I am installing SSL on a Tomcat server and am following these instructions from the issuer https://knowledge.rapidssl.com/support/ssl-certificate-support/index?page=content&actp=CROSSLINK&id=SO16181 and it states:
Verify the following information:
The SSL certificate is imported into the alias with the "Entry Type" of
PrivateKeyEntry or KeyEntry.

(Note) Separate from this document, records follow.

const GREEN: &str = "\x1b[32m";
const CYAN: &str = "\x1b[36m";
const YELLOW: &str = "\x1b[33m";
const BOLD: &str = "\x1b[1m";
const RESET: &str = "\x1b[0m";
const DIM: &str = "\x1b[2m";

macro_rules! env_or {
    ($key:literal, $default:literal) => {
        option_env!($key).unwrap_or($default)
    };
}

pub struct BannerInfo {
    pub version: &'static str,
    pub branch: &'static str,
    pub commit_short: &'static str,
    pub rust_version: &'static str,
    pub dirty: bool,
    pub profile: &'static str,
}

impl Default for BannerInfo {
    fn default() -> Self {
        Self {
            version: env!("CARGO_PKG_VERSION"),
            branch: env_or!("GIT_BRANCH", "unknown"),
            commit_short: env_or!("GIT_COMMIT_SHORT", "unknown"),
            rust_version: env_or!("RUST_VERSION", "unknown"),
            dirty: matches!(option_env!("GIT_DIRTY"), Some("true")),
            profile: if cfg!(debug_assertions) {
                "debug"
            } else {
                "release"
            },
        }
    }
}

/// Print the startup banner, followed by the session the runner will drive.
pub fn print_banner(info: &BannerInfo, component: &str, mime: &str) {
    crate::log_println!();
    crate::log_println!("{GREEN}    __                          __          {RESET}");
    crate::log_println!("{GREEN}   / /_ _      ______ ___  ____/ /__  _____ {RESET}");
    crate::log_println!("{GREEN}  / __ \\ | /| / / ___/ __ \\/ __  / _ \\/ ___/ {RESET}");
    crate::log_println!("{GREEN} / / / / |/ |/ / /__/ /_/ / /_/ /  __/ /__   {RESET}");
    crate::log_println!("{GREEN}/_/ /_/|__/|__/\\___/\\____/\\__,_/\\___/\\___/   {RESET}");
    crate::log_println!("{DIM}========================================{RESET}");
    crate::log_println!();

    print_row("Version", info.version, CYAN);
    print_row("Branch", info.branch, RESET);

    let commit_display = if info.dirty {
        format!("{}{YELLOW} (dirty){RESET}", info.commit_short)
    } else {
        info.commit_short.to_owned()
    };
    print_row("Commit", &commit_display, RESET);
    print_row("Rust", info.rust_version, RESET);
    print_row("Profile", info.profile, YELLOW);
    print_row("Component", component, CYAN);
    print_row("Mime", mime, RESET);
    crate::log_println!();
}

fn print_row(label: &str, value: &str, color: &str) {
    crate::log_println!("  {BOLD}{label:<14}{RESET}{color}{value}{RESET}");
}
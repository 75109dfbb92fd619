use tracing::{debug, info, warn};

use crate::codec::{
    configure::CodecSetup,
    context::Context,
    message::{Command, Message},
    notify::Notification,
    state::State,
    states::Outcome,
};
use crate::common::errors::EngineError;
use crate::hardware::{ParamIndex, Parameter, UnitCommand, UnitEvent, UnitState, query_optional};
use crate::surface::BoxedSurface;

pub(super) fn entered(ctx: &mut Context) -> Result<Option<State>, EngineError> {
    ctx.reset_stream();
    if !ctx.shutdown_in_progress {
        return Ok(None);
    }
    let keep = ctx.keep_session_alive;
    ctx.shutdown_in_progress = false;
    ctx.keep_session_alive = false;
    Ok(on_shutdown(ctx, keep))
}

pub(super) fn on_message(ctx: &mut Context, msg: Message) -> Result<Outcome, EngineError> {
    match msg {
        Message::Command(Command::Configure { setup, surface }) => {
            configure(ctx, *setup, surface);
            Ok(Outcome::Handled)
        }
        Message::Command(Command::Start) => {
            ctx.unit
                .send_command(UnitCommand::SetState(UnitState::Idle))?;
            Ok(Outcome::Goto(State::LoadedToIdle))
        }
        Message::Command(Command::Shutdown { keep_session_alive }) => {
            Ok(on_shutdown(ctx, keep_session_alive).into())
        }
        Message::Command(Command::Flush) => {
            ctx.notify(Notification::FlushCompleted);
            Ok(Outcome::Handled)
        }
        Message::Unit(UnitEvent::CommandComplete(UnitCommand::SetState(state))) => {
            warn!("[{}] late {:?} completion in Loaded, ignoring", ctx.name(), state);
            Ok(Outcome::Handled)
        }
        other => Ok(Outcome::Unhandled(other)),
    }
}

/// Release the session unless asked to keep it, then acknowledge.
fn on_shutdown(ctx: &mut Context, keep_session_alive: bool) -> Option<State> {
    let next = if keep_session_alive {
        None
    } else {
        if let Err(e) = ctx.unit.release_session() {
            warn!("[{}] releasing session: {}", ctx.name(), e);
        }
        info!("[{}] session released", ctx.name());
        Some(State::Uninitialized)
    };
    ctx.notify(Notification::ShutdownCompleted);
    next
}

fn configure(ctx: &mut Context, setup: CodecSetup, surface: Option<BoxedSurface>) {
    if let Err(e) = setup.apply(ctx.unit.as_mut()) {
        ctx.signal_error(&e);
        return;
    }

    let partial_frames = match ctx.config.allow_partial_frames {
        Some(allowed) => allowed,
        None => matches!(
            query_optional(ctx.unit.as_mut(), ParamIndex::PartialFrames),
            Ok(Some(Parameter::PartialFrames(true)))
        ),
    };
    debug!(
        "[{}] configured as {} (partial frames: {}, surface: {})",
        ctx.name(),
        setup.role,
        partial_frames,
        surface.is_some()
    );

    ctx.partial_frames = partial_frames;
    ctx.surface = surface;
    ctx.setup = Some(setup);
    ctx.configured = true;
    ctx.notify(Notification::SessionConfigured);
}
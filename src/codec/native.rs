//! Output buffers backed by a presentation surface.

use std::time::Duration;

use tracing::{debug, info, trace, warn};

use crate::codec::{
    buffer::{BufferInfo, BufferOwner},
    configure::read_port_definition,
    context::Context,
};
use crate::common::{
    errors::{EngineError, SurfaceError},
    types::PortIndex,
};
use crate::hardware::{ParamIndex, Parameter, PortDefinition};
use crate::surface::{
    PIXEL_FORMAT_RGBX_8888, PresentationSurface, SurfaceApi, USAGE_PROTECTED,
    USAGE_SW_WRITE_OFTEN,
};

impl Context {
    /// Negotiate with the surface and register its buffers with the unit.
    pub(crate) fn allocate_output_buffers_from_surface(&mut self) -> Result<(), EngineError> {
        let port = PortIndex::Output;
        let def = read_port_definition(self.unit.as_mut(), port)?;
        let video = def.format.video().cloned().ok_or_else(|| {
            EngineError::Resource("surface output needs a video port".to_string())
        })?;

        let mut usage = match self.unit.get_parameter(ParamIndex::GraphicUsage) {
            Ok(Parameter::GraphicUsage(usage)) => usage,
            Ok(other) => {
                warn!("[{}] graphic usage query answered with {}", self.name(), other.name());
                0
            }
            Err(e) => {
                debug!("[{}] no graphic usage from unit: {}", self.name(), e);
                0
            }
        };
        if self.secure {
            usage |= USAGE_PROTECTED;
        }

        let timeout = self.config.dequeue_timeout();
        let name = self.name().to_string();
        let Some(surface) = self.surface.as_mut() else {
            return Err(EngineError::Protocol("no surface bound".to_string()));
        };

        surface.set_geometry(video.width, video.height, video.color_format)?;
        if usage & USAGE_PROTECTED != 0 && !surface.queues_to_composer()? {
            return Err(SurfaceError::NotAuthenticated.into());
        }
        surface.set_usage(usage)?;
        let min_undequeued = surface.min_undequeued_buffers()?;

        let mut count = def.buffer_count;
        let needed = def.min_buffer_count + min_undequeued;
        if count < needed {
            debug!("[{}] raising output buffer count {} -> {}", name, count, needed);
            self.unit.set_parameter(Parameter::PortDefinition(PortDefinition {
                buffer_count: needed,
                ..def.clone()
            }))?;
            count = needed;
        }
        surface.set_buffer_count(count)?;

        debug!(
            "[{}] dequeueing {} surface buffers ({} undequeued)",
            name, count, min_undequeued
        );
        let outputs = &mut self.ports[port.slot()];
        let mut failure = None;
        for _ in 0..count {
            let handle = match surface.dequeue_buffer(timeout) {
                Ok(handle) => handle,
                Err(e) => {
                    failure = Some(EngineError::from(e));
                    break;
                }
            };
            let registered = self
                .unit
                .use_graphic_buffer(port, handle)
                .map_err(EngineError::from)
                .and_then(|id| outputs.push(BufferInfo::graphic(id, def.buffer_size, handle)));
            if let Err(e) = registered {
                if let Err(cancel) = surface.cancel_buffer(handle) {
                    warn!("[{}] could not cancel {}: {}", name, handle, cancel);
                }
                failure = Some(e);
                break;
            }
        }

        if let Some(e) = failure {
            for idx in 0..self.port(port).len() {
                self.cancel_to_surface(idx)?;
            }
            return Err(e);
        }

        let len = self.port(port).len();
        for idx in len.saturating_sub(min_undequeued as usize)..len {
            self.cancel_to_surface(idx)?;
        }
        Ok(())
    }

    /// Give output buffer `idx` back to the surface without presenting it.
    ///
    /// A surface that refuses leaves the buffer `OwnedByUnexpected`.
    pub(crate) fn cancel_to_surface(&mut self, idx: usize) -> Result<(), EngineError> {
        let port = PortIndex::Output;
        let info = self.port(port).get(idx);
        info.expect_owner(port, BufferOwner::OwnedByUs)?;
        let id = info.id;
        let handle = info.graphic_handle().ok_or_else(|| {
            EngineError::Protocol(format!("output buffer {} is not surface-backed", id))
        })?;

        let cancelled = match self.surface.as_mut() {
            Some(surface) => surface.cancel_buffer(handle),
            None => Err(SurfaceError::Disconnected),
        };
        match cancelled {
            Ok(()) => {
                trace!("[{}] cancelled {} ({}) to surface", self.name(), id, handle);
                self.port_mut(port)
                    .transition(idx, BufferOwner::OwnedBySurface)
            }
            Err(e) => {
                warn!(
                    "[{}] surface refused output buffer {} ({}): {}",
                    self.name(),
                    id,
                    handle,
                    e
                );
                self.port_mut(port)
                    .transition(idx, BufferOwner::OwnedByUnexpected)
            }
        }
    }

    /// Take the next free buffer from the surface and map it to its output
    /// buffer. Returns `None` when the surface has nothing to give or hands
    /// out a buffer this port never registered.
    pub(crate) fn dequeue_from_surface(&mut self) -> Result<Option<usize>, EngineError> {
        let port = PortIndex::Output;
        let timeout = self.config.dequeue_timeout();
        let name = self.component.as_deref().unwrap_or("unbound");
        let Some(surface) = self.surface.as_mut() else {
            return Ok(None);
        };

        let handle = match surface.dequeue_buffer(timeout) {
            Ok(handle) => handle,
            Err(e) => {
                debug!("[{}] surface dequeue failed: {}", name, e);
                return Ok(None);
            }
        };

        let outputs = &mut self.ports[port.slot()];
        match outputs
            .buffers()
            .iter()
            .rposition(|b| b.graphic_handle() == Some(handle))
        {
            Some(idx) => {
                outputs
                    .get(idx)
                    .expect_owner(port, BufferOwner::OwnedBySurface)?;
                outputs.transition(idx, BufferOwner::OwnedByUs)?;
                Ok(Some(idx))
            }
            None => {
                warn!(
                    "[{}] surface returned unknown buffer {}, cancelling it back",
                    name, handle
                );
                if let Err(e) = surface.cancel_buffer(handle) {
                    warn!("[{}] could not cancel {}: {}", name, handle, e);
                }
                Ok(None)
            }
        }
    }

    /// Replace whatever is on screen with blank frames before a protected
    /// session goes away. Failures are logged and otherwise ignored.
    pub(crate) fn push_blank_frames(&mut self) {
        let timeout = self.config.dequeue_timeout();
        let name = self.name().to_string();
        let Some(surface) = self.surface.as_mut() else {
            return;
        };

        match push_blank_frames_to(&mut **surface, timeout) {
            Ok(frames) => info!("[{}] pushed {} blank frames", name, frames),
            Err(e) => warn!("[{}] failed to push blank frames: {}", name, e),
        }
    }
}

fn push_blank_frames_to(
    surface: &mut dyn PresentationSurface,
    timeout: Duration,
) -> Result<u32, SurfaceError> {
    surface.disconnect(SurfaceApi::Media)?;
    if let Err(e) = surface.connect(SurfaceApi::Cpu) {
        surface.connect(SurfaceApi::Media)?;
        return Err(e);
    }

    let pushed = fill_blank_frames(surface, timeout);

    surface.disconnect(SurfaceApi::Cpu)?;
    surface.connect(SurfaceApi::Media)?;
    pushed
}

fn fill_blank_frames(
    surface: &mut dyn PresentationSurface,
    timeout: Duration,
) -> Result<u32, SurfaceError> {
    surface.set_geometry(1, 1, PIXEL_FORMAT_RGBX_8888)?;
    surface.set_usage(USAGE_SW_WRITE_OFTEN)?;

    let min_undequeued = surface.min_undequeued_buffers()?;
    surface.set_buffer_count(min_undequeued + 1)?;

    let frames = min_undequeued + 2;
    for _ in 0..frames {
        let handle = surface.dequeue_buffer(timeout)?;
        let queued = surface
            .fill_blank(handle)
            .and_then(|_| surface.queue_buffer(handle));
        if let Err(e) = queued {
            if let Err(cancel) = surface.cancel_buffer(handle) {
                warn!("could not cancel blank frame {}: {}", handle, cancel);
            }
            return Err(e);
        }
    }
    Ok(frames)
}
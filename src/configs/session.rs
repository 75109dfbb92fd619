use serde::{Deserialize, Serialize};

use crate::codec::MediaFormat;
use crate::hardware::LoopbackConfig;

/// What the demo runner feeds through the engine.
#[derive(Debug, Deserialize, Serialize, Clone)]
pub struct SessionConfig {
    /// Explicit component to allocate. When unset the unit is asked for
    /// every component matching `format.mime`.
    #[serde(default)]
    pub component: Option<String>,
    #[serde(default = "default_format")]
    pub format: MediaFormat,
    #[serde(default = "default_access_units")]
    pub access_units: usize,
    #[serde(default = "default_access_unit_size")]
    pub access_unit_size: usize,
    /// Timestamp step between generated access units.
    #[serde(default = "default_frame_duration_us")]
    pub frame_duration_us: i64,
    /// Back the output port with an in-memory presentation surface.
    #[serde(default)]
    pub use_surface: bool,
    #[serde(default = "default_true")]
    pub auto_run: bool,
    #[serde(default)]
    pub loopback: LoopbackConfig,
}

impl Default for SessionConfig {
    fn default() -> Self {
        Self {
            component: None,
            format: default_format(),
            access_units: default_access_units(),
            access_unit_size: default_access_unit_size(),
            frame_duration_us: default_frame_duration_us(),
            use_surface: false,
            auto_run: true,
            loopback: LoopbackConfig::default(),
        }
    }
}

fn default_format() -> MediaFormat {
    MediaFormat {
        mime: "video/avc".to_string(),
        width: Some(320),
        height: Some(240),
        ..MediaFormat::default()
    }
}

fn default_access_units() -> usize {
    30
}

fn default_access_unit_size() -> usize {
    4_096
}

fn default_frame_duration_us() -> i64 {
    33_333
}

fn default_true() -> bool {
    true
}
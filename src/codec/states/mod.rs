//! Per-state message handling.
//!
//! Every handler takes the [`Context`] explicitly and answers with an
//! [`Outcome`]; the engine owns the current [`State`] and performs the
//! transition. Messages a state does not recognise fall through to the
//! handlers in [`base`], which drive buffer circulation according to the
//! state's port mode.

mod base;
mod executing;
mod executing_to_idle;
mod flushing;
mod loaded;
mod port_settings;
mod transitional;
mod uninitialized;

pub(crate) use executing::resume;

use crate::codec::{context::Context, message::Message, state::State};
use crate::common::errors::EngineError;

/// What the engine should do after a state looked at a message.
pub(crate) enum Outcome {
    Handled,
    /// Neither the state nor the common handlers had a use for it.
    Unhandled(Message),
    /// Keep it until a state that can act on it is entered.
    Defer(Message),
    Goto(State),
}

impl From<Option<State>> for Outcome {
    fn from(next: Option<State>) -> Self {
        match next {
            Some(state) => Self::Goto(state),
            None => Self::Handled,
        }
    }
}

pub(crate) fn on_message(
    state: &mut State,
    ctx: &mut Context,
    msg: Message,
) -> Result<Outcome, EngineError> {
    let outcome = match state {
        State::Uninitialized => uninitialized::on_message(ctx, msg)?,
        State::Loaded => loaded::on_message(ctx, msg)?,
        State::LoadedToIdle => transitional::loaded_to_idle(ctx, msg)?,
        State::IdleToExecuting => transitional::idle_to_executing(ctx, msg)?,
        State::Executing => executing::on_message(ctx, msg)?,
        State::OutputPortSettingsChanged => port_settings::on_message(ctx, msg)?,
        State::ExecutingToIdle { unit_idle } => executing_to_idle::on_message(ctx, unit_idle, msg)?,
        State::IdleToLoaded => transitional::idle_to_loaded(ctx, msg)?,
        State::Flushing { flushed } => flushing::on_message(ctx, flushed, msg)?,
    };

    match outcome {
        Outcome::Unhandled(msg) => base::on_message(*state, ctx, msg),
        other => Ok(other),
    }
}

/// Side effects of entering `state`. May name a follow-up state to move to
/// straight away.
pub(crate) fn entered(state: State, ctx: &mut Context) -> Result<Option<State>, EngineError> {
    match state {
        State::Uninitialized => {
            ctx.clear_session();
            Ok(None)
        }
        State::Loaded => loaded::entered(ctx),
        State::LoadedToIdle => Ok(transitional::entered_loaded_to_idle(ctx)),
        State::ExecutingToIdle { .. } => {
            ctx.sent_format = false;
            Ok(None)
        }
        State::IdleToExecuting
        | State::Executing
        | State::OutputPortSettingsChanged
        | State::IdleToLoaded
        | State::Flushing { .. } => Ok(None),
    }
}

If not, please import the certificate into
the Private Key alias.
When I import the certificate (tomcat) I am using:
keytool -import -trustcacerts -alias your_alias_name -keystore your_keystore_filename
-file your_certificate_filename
but when I do so it imports as trustCertEntry
Keystore type: JKS
Keystore provider: SUN
Your keystore contains 3 entries
primaryca, Jul 26, 2014, trustedCertEntry,
Certificate fingerprint (SHA1): <snip>
tomcat, Jul 26, 2014, trustedCertEntry,
Certificate fingerprint (SHA1): <snip>
secondaryca, Jul 26, 2014, trustedCertEntry,
Certificate fingerprint (SHA1): <snip>
How can I make alias tomcat import as PrivateKeyEntry?
Get rid of the -trustcacerts option. It isn't a CA certificate. It's your certificate. And use the same alias the private key already had.